Firstly, I thoroughly enjoyed reading your articulate post, and couldn't agree more with your assessment of your dilemma.

 Don't worry about your paddling technique - it will improve. Try rotating your torso more with each stroke. This will swing your pulling hand wide of the cockpit rim, deck, rigging etc. It will also really increase your power.

There is a very useful chart within this site which may help you narrow down the choices based on your body size, weight, shoe size, intended kayak use etc. 

And yes, you will most likely end up with more that one craft over time. I'm presently contemplating #5.

I look forward to seeing more of your submissions, and wish you the very best. 





RE: Beautiful boats

Please note that this is in no way limited to kayaks - I am attracted to teh sail craft. I myself bought the plans for the Passagemaker, exchanged them for the Skerry plans, and am kicking myself for not going with the NE Dory - all the while aspiring to the PocketShip.

Talks around the campfire at last year's Okoumefest show that rowers are not immune either.

RE: Beautiful boats

The pocket-ship is an amazing project, and one that scares the piss out of me. (then again, I've not built anything yet. Perhaps after my first kayak it'll be less of a dilemma.

Oddly enough, sail is where my heart really lies, but specifically ocean sailing. I was owned by a 20' keelboat for a while, but I just haven't' shaped my life in a manner to be able to maintain such a thing. So in the meantime, it's build a kayak and have some adventures with that. The passagemaker is definitely on my list, for when I do get a boat again, I'd like a really nice, wooden, rowing tender, rather than a rib with an outboard. It's not "practical" in that it takes some effort, and looks beautiful, but I think it's just the bee's knees. In the same way, I'm not opposed to having some teak on the deck, instead of just sailing a bathtub. There's extra work involved, but that's part of what makes it such a romantic thing.
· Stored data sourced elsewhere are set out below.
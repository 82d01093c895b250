//! Signing key set fetching and caching
//!
//! - **TTL-based caching**: keys are reused for 10 minutes
//! - **Refresh on unknown key id**: one forced fetch handles key rotation
//! - **Rate limiting**: forced fetches are at least 5 seconds apart
//! - **Single flight**: concurrent misses wait for one fetch and share its result
//!
//! HTTPS is required for the key set location (plain HTTP only to loopback).

use std::sync::Arc;
use std::time::{Duration, Instant};

use jsonwebtoken::DecodingKey;
use jsonwebtoken::jwk::JwkSet;
use thiserror::Error;
use tokio::sync::{Mutex, RwLock};
use tracing::{debug, error, info, warn};
use url::Url;

use crate::error::Rejection;
use crate::http_client::{HttpClientError, SharedHttpClient, is_secure_or_loopback};

/// Key set cache lifetime
pub const DEFAULT_CACHE_TTL: Duration = Duration::from_secs(600);

/// Minimum spacing between forced refreshes
pub const DEFAULT_MIN_REFRESH_INTERVAL: Duration = Duration::from_secs(5);

/// Key set fetch errors
#[derive(Debug, Error)]
pub enum JwksError {
    /// Key set location is not HTTPS
    #[error("JWKS endpoint must use HTTPS (HTTP only allowed for loopback): {0}")]
    InsecureEndpoint(String),

    /// Network failure or timeout
    #[error("JWKS fetch failed: {0}")]
    Request(String),

    /// Endpoint answered with a non-success status
    #[error("JWKS endpoint returned status {0}")]
    Status(u16),

    /// Body is not a JWK set
    #[error("Invalid JWKS format: {0}")]
    Format(String),

    /// Shared HTTP client unavailable
    #[error(transparent)]
    Http(#[from] HttpClientError),
}

#[derive(Debug, Clone)]
struct CachedJwks {
    jwks: JwkSet,
    cached_at: Instant,
}

/// Client for a provider's published signing keys
#[derive(Debug, Clone)]
pub struct JwksClient {
    jwks_uri: String,
    http: SharedHttpClient,
    cache: Arc<RwLock<Option<CachedJwks>>>,
    cache_ttl: Duration,
    min_refresh_interval: Duration,
    /// Held for the whole of a fetch; records when the last one started
    last_refresh: Arc<Mutex<Option<Instant>>>,
}

impl JwksClient {
    /// Create a client with the default TTL and refresh interval
    pub fn new(jwks_uri: impl Into<String>, http: SharedHttpClient) -> Self {
        Self {
            jwks_uri: jwks_uri.into(),
            http,
            cache: Arc::new(RwLock::new(None)),
            cache_ttl: DEFAULT_CACHE_TTL,
            min_refresh_interval: DEFAULT_MIN_REFRESH_INTERVAL,
            last_refresh: Arc::new(Mutex::new(None)),
        }
    }

    /// Override the cache lifetime
    pub fn with_ttl(mut self, cache_ttl: Duration) -> Self {
        self.cache_ttl = cache_ttl;
        self
    }

    /// Override the forced refresh spacing
    pub fn with_min_refresh_interval(mut self, interval: Duration) -> Self {
        self.min_refresh_interval = interval;
        self
    }

    /// Key set location
    pub fn jwks_uri(&self) -> &str {
        &self.jwks_uri
    }

    /// Get the key set, from cache when fresh
    ///
    /// # Errors
    ///
    /// Returns [`JwksError`] when a fetch is needed and fails.
    pub async fn get_jwks(&self) -> Result<JwkSet, JwksError> {
        if let Some(jwks) = self.fresh_cached().await {
            return Ok(jwks);
        }

        let mut last_refresh = self.last_refresh.lock().await;
        // Another task may have filled the cache while we waited
        if let Some(jwks) = self.fresh_cached().await {
            return Ok(jwks);
        }
        self.fetch_and_cache(&mut last_refresh).await
    }

    /// Fetch the key set ignoring the cache, subject to rate limiting
    ///
    /// Inside the minimum refresh interval the cached set is returned instead.
    ///
    /// # Errors
    ///
    /// Returns [`JwksError`] if the fetch fails.
    pub async fn refresh(&self) -> Result<JwkSet, JwksError> {
        let mut last_refresh = self.last_refresh.lock().await;
        if let Some(last) = *last_refresh
            && last.elapsed() < self.min_refresh_interval
        {
            warn!(
                jwks_uri = %self.jwks_uri,
                since_last_ms = last.elapsed().as_millis(),
                "JWKS refresh rate limited, using cache"
            );
            if let Some(jwks) = self.fresh_cached().await {
                return Ok(jwks);
            }
        }

        self.fetch_and_cache(&mut last_refresh).await
    }

    async fn fresh_cached(&self) -> Option<JwkSet> {
        let cache = self.cache.read().await;
        cache
            .as_ref()
            .filter(|cached| cached.cached_at.elapsed() < self.cache_ttl)
            .map(|cached| {
                debug!(jwks_uri = %self.jwks_uri, "Using cached JWKS");
                cached.jwks.clone()
            })
    }

    /// Resolve the verification key for a key id
    ///
    /// An unknown `kid` triggers one forced refresh before giving up.
    ///
    /// # Errors
    ///
    /// Returns [`Rejection::KeySetUnavailable`] if the key set cannot be
    /// fetched, [`Rejection::UnknownKey`] if the id is still absent after the
    /// refresh, or [`Rejection::InvalidSignature`] if the key is unusable.
    pub async fn decoding_key(&self, kid: &str) -> Result<DecodingKey, Rejection> {
        let jwks = self
            .get_jwks()
            .await
            .map_err(|e| Rejection::KeySetUnavailable(e.to_string()))?;

        if let Some(jwk) = jwks.find(kid) {
            return DecodingKey::from_jwk(jwk)
                .map_err(|e| Rejection::InvalidSignature(format!("unusable key '{kid}': {e}")));
        }

        debug!(kid = %kid, "Key id not in cached JWKS, refreshing");
        let jwks = self
            .refresh()
            .await
            .map_err(|e| Rejection::KeySetUnavailable(e.to_string()))?;

        let jwk = jwks.find(kid).ok_or_else(|| {
            warn!(kid = %kid, jwks_uri = %self.jwks_uri, "Key id not found after JWKS refresh");
            Rejection::UnknownKey(kid.to_string())
        })?;

        DecodingKey::from_jwk(jwk)
            .map_err(|e| Rejection::InvalidSignature(format!("unusable key '{kid}': {e}")))
    }

    /// Caller holds the refresh lock for the duration of the fetch
    async fn fetch_and_cache(
        &self,
        last_refresh: &mut Option<Instant>,
    ) -> Result<JwkSet, JwksError> {
        info!(jwks_uri = %self.jwks_uri, "Fetching JWKS from endpoint");
        *last_refresh = Some(Instant::now());

        let secure = Url::parse(&self.jwks_uri)
            .map(|url| is_secure_or_loopback(&url))
            .unwrap_or(false);
        if !secure {
            return Err(JwksError::InsecureEndpoint(self.jwks_uri.clone()));
        }

        let response = self
            .http
            .get()?
            .get(&self.jwks_uri)
            .send()
            .await
            .map_err(|e| {
                error!(jwks_uri = %self.jwks_uri, error = %e, "Failed to fetch JWKS");
                JwksError::Request(e.to_string())
            })?;

        if !response.status().is_success() {
            error!(
                jwks_uri = %self.jwks_uri,
                status = %response.status(),
                "JWKS endpoint returned error status"
            );
            return Err(JwksError::Status(response.status().as_u16()));
        }

        let jwks: JwkSet = response.json().await.map_err(|e| {
            error!(jwks_uri = %self.jwks_uri, error = %e, "Failed to parse JWKS JSON");
            JwksError::Format(e.to_string())
        })?;

        info!(
            jwks_uri = %self.jwks_uri,
            key_count = jwks.keys.len(),
            "Fetched JWKS"
        );

        let mut cache = self.cache.write().await;
        *cache = Some(CachedJwks {
            jwks: jwks.clone(),
            cached_at: Instant::now(),
        });

        Ok(jwks)
    }
}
While I've been saving for my kayak, I've been playing with rope, trying to create the perfect rope handle, similar to clc's fancy grab handle ( )  but just made with a little bit of marlinspike seamanship.

I think if one has a truly limited budget (and I've been saving for a kayak kit for a while now, so I think I count) and wants a truly beautiful boat, capable of going out safely when other boats need to stay in the harbor, it's tough to go wrong with a proper ocean kayak. Once I've got that handled, I can start getting bigger again.